(Stored data entries)
BEGIN

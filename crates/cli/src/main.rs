use std::path::{Path, PathBuf};
use std::process;

use clap::Parser;

use framekeep_core::display::frame_display::{FrameDisplay, NullDisplay};
use framekeep_core::display::infrastructure::image_preview_display::ImagePreviewDisplay;
use framekeep_core::output::infrastructure::ffmpeg_frame_count_probe::FfmpegFrameCountProbe;
use framekeep_core::output::infrastructure::ffmpeg_writer::FfmpegWriterFactory;
use framekeep_core::output::video_output_manager::VideoOutputManager;
use framekeep_core::pipeline::infrastructure::ffmpeg_frame_source::FfmpegFrameSource;
use framekeep_core::pipeline::run_session_use_case::{RunSessionUseCase, SessionReport};
use framekeep_core::pipeline::session_logger::LogSessionLogger;
use framekeep_core::shared::config::OutputConfig;

/// Record a processed video session with encoder fallback and auto-publish.
#[derive(Parser)]
#[command(name = "framekeep")]
struct Cli {
    /// Input video file, stream URL or camera reference.
    input: String,

    /// Config file (defaults to the platform config dir when present).
    #[arg(long)]
    config: Option<PathBuf>,

    /// Directory for the local processed video.
    #[arg(long)]
    output_dir: Option<PathBuf>,

    /// Directory the finished video is copied to.
    #[arg(long, conflicts_with = "no_publish")]
    publish_dir: Option<PathBuf>,

    /// Keep the processed video local only.
    #[arg(long)]
    no_publish: bool,

    /// File extensions treated as video files (comma-separated).
    #[arg(long, value_delimiter = ',')]
    extensions: Option<Vec<String>>,

    /// Display canvas as WIDTHxHEIGHT.
    #[arg(long)]
    display_size: Option<String>,

    /// Write the letterboxed display frame to this image file.
    #[arg(long)]
    preview: Option<PathBuf>,

    /// Refresh the preview image every N frames.
    #[arg(long, default_value = "10")]
    preview_every: usize,

    /// Frame rate used when the source reports none.
    #[arg(long)]
    fallback_fps: Option<f64>,

    /// Stop after N frames.
    #[arg(long)]
    max_frames: Option<usize>,
}

fn main() {
    env_logger::init();

    if let Err(e) = run() {
        eprintln!("Error: {e}");
        process::exit(1);
    }
}

fn run() -> Result<(), Box<dyn std::error::Error>> {
    let cli = Cli::parse();
    let config = build_config(&cli)?;
    validate(&cli, &config)?;

    let canvas = (config.display_width, config.display_height);
    let progress_every = config.progress_every;
    let source = FfmpegFrameSource::new(config.fallback_fps);
    let manager = VideoOutputManager::new(
        config,
        Box::new(FfmpegWriterFactory::new()),
        Box::new(FfmpegFrameCountProbe::new()),
    );
    let display: Box<dyn FrameDisplay> = match &cli.preview {
        Some(path) => Box::new(ImagePreviewDisplay::new(path, cli.preview_every)),
        None => Box::new(NullDisplay),
    };

    let mut use_case = RunSessionUseCase::new(
        manager,
        Box::new(source),
        display,
        Box::new(LogSessionLogger::new(progress_every)),
        canvas,
        cli.max_frames,
        None,
    );
    let report = use_case.execute(&cli.input)?;
    print_report(&report);
    Ok(())
}

fn build_config(cli: &Cli) -> Result<OutputConfig, Box<dyn std::error::Error>> {
    let mut config = OutputConfig::load(cli.config.as_deref())?;
    if let Some(dir) = &cli.output_dir {
        config.output_dir = dir.clone();
    }
    if let Some(dir) = &cli.publish_dir {
        config.publish_dir = Some(dir.clone());
    }
    if cli.no_publish {
        config.publish_dir = None;
    }
    if let Some(extensions) = &cli.extensions {
        config.set_video_extensions(extensions);
    }
    if let Some(size) = &cli.display_size {
        let (width, height) = parse_size(size)?;
        config.display_width = width;
        config.display_height = height;
    }
    if let Some(fps) = cli.fallback_fps {
        config.fallback_fps = fps;
    }
    config.validate()?;
    Ok(config)
}

fn validate(cli: &Cli, config: &OutputConfig) -> Result<(), Box<dyn std::error::Error>> {
    let input = Path::new(&cli.input);
    let has_video_extension = input
        .extension()
        .and_then(|ext| ext.to_str())
        .is_some_and(|ext| config.is_video_extension(ext));
    if has_video_extension && !input.exists() && !cli.input.contains("://") {
        return Err(format!("Input file not found: {}", cli.input).into());
    }
    if cli.preview_every == 0 {
        return Err("--preview-every must be at least 1".into());
    }
    if cli.max_frames == Some(0) {
        return Err("--max-frames must be at least 1".into());
    }
    Ok(())
}

fn parse_size(size: &str) -> Result<(u32, u32), Box<dyn std::error::Error>> {
    let (w, h) = size
        .split_once(|c| c == 'x' || c == 'X')
        .ok_or_else(|| format!("Display size must look like 960x540, got '{size}'"))?;
    let width: u32 = w
        .trim()
        .parse()
        .map_err(|_| format!("Invalid display width '{w}'"))?;
    let height: u32 = h
        .trim()
        .parse()
        .map_err(|_| format!("Invalid display height '{h}'"))?;
    if width == 0 || height == 0 {
        return Err(format!("Display size must be non-zero, got {width}x{height}").into());
    }
    Ok((width, height))
}

fn print_report(report: &SessionReport) {
    println!("Session {}", report.termination);

    match &report.output {
        Some(output) => {
            for line in output.lines() {
                println!("  {line}");
            }
            println!("Diagnostics:");
            for row in &report.audit_table {
                println!("  {row}");
            }
        }
        None => println!("  Live source: real-time only, nothing saved"),
    }

    if report.metrics.total_frames > 0 {
        println!("Performance:");
        for line in report.metrics.lines() {
            println!("  {line}");
        }
    }

    match &report.saved_file {
        Some(path) => println!("Saved: {}", path.display()),
        None if report.output.is_some() => {
            eprintln!("Video processing failed - check the diagnostics above")
        }
        None => {}
    }
}

#[cfg(test)]
mod tests {
    use super::*;
    use rstest::rstest;

    #[rstest]
    #[case::lowercase("960x540", (960, 540))]
    #[case::uppercase("1280X720", (1280, 720))]
    #[case::spaces(" 640 x 480 ", (640, 480))]
    fn test_parse_size(#[case] input: &str, #[case] expected: (u32, u32)) {
        assert_eq!(parse_size(input).unwrap(), expected);
    }

    #[rstest]
    #[case::no_separator("960")]
    #[case::zero_width("0x540")]
    #[case::not_a_number("widexhigh")]
    fn test_parse_size_rejects(#[case] input: &str) {
        assert!(parse_size(input).is_err());
    }

    #[test]
    fn test_flags_override_config() {
        let dir = tempfile::tempdir().unwrap();
        let config_path = dir.path().join("config.json");
        std::fs::write(&config_path, r#"{ "output_dir": "from_file" }"#).unwrap();

        let cli = Cli::parse_from([
            "framekeep",
            "clip.mov",
            "--config",
            config_path.to_str().unwrap(),
            "--publish-dir",
            "share",
            "--extensions",
            "MP4,.mov",
            "--display-size",
            "640x360",
            "--fallback-fps",
            "25",
        ]);
        let config = build_config(&cli).unwrap();

        assert_eq!(config.output_dir, PathBuf::from("from_file"));
        assert_eq!(config.publish_dir, Some(PathBuf::from("share")));
        assert!(config.is_video_extension("mov"));
        assert_eq!((config.display_width, config.display_height), (640, 360));
        assert_eq!(config.fallback_fps, 25.0);
    }

    #[test]
    fn test_no_publish_disables_copy() {
        let dir = tempfile::tempdir().unwrap();
        let config_path = dir.path().join("config.json");
        std::fs::write(&config_path, "{}").unwrap();
        let cli = Cli::parse_from([
            "framekeep",
            "0",
            "--config",
            config_path.to_str().unwrap(),
            "--no-publish",
        ]);
        assert_eq!(build_config(&cli).unwrap().publish_dir, None);
    }

    #[test]
    fn test_missing_video_file_is_rejected() {
        let cli = Cli::parse_from(["framekeep", "/nonexistent/clip.mp4"]);
        let err = validate(&cli, &OutputConfig::default()).unwrap_err();
        assert!(err.to_string().contains("Input file not found"));
    }

    #[test]
    fn test_live_references_pass_validation() {
        for input in ["0", "rtsp://camera.local/stream", "https://example.org/live.mp4"] {
            let cli = Cli::parse_from(["framekeep", input]);
            assert!(validate(&cli, &OutputConfig::default()).is_ok(), "{input}");
        }
    }

    #[test]
    fn test_missing_config_file_is_error() {
        let cli = Cli::parse_from(["framekeep", "0", "--config", "/nonexistent/config.json"]);
        assert!(build_config(&cli).is_err());
    }
}
pub mod ffmpeg_frame_source;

END

REQUIRED ACTION
When a line contains the string "clone", copy it from the records.

RESULT BELOW
        config.output_dir = dir.clone();
        config.publish_dir = Some(dir.clone());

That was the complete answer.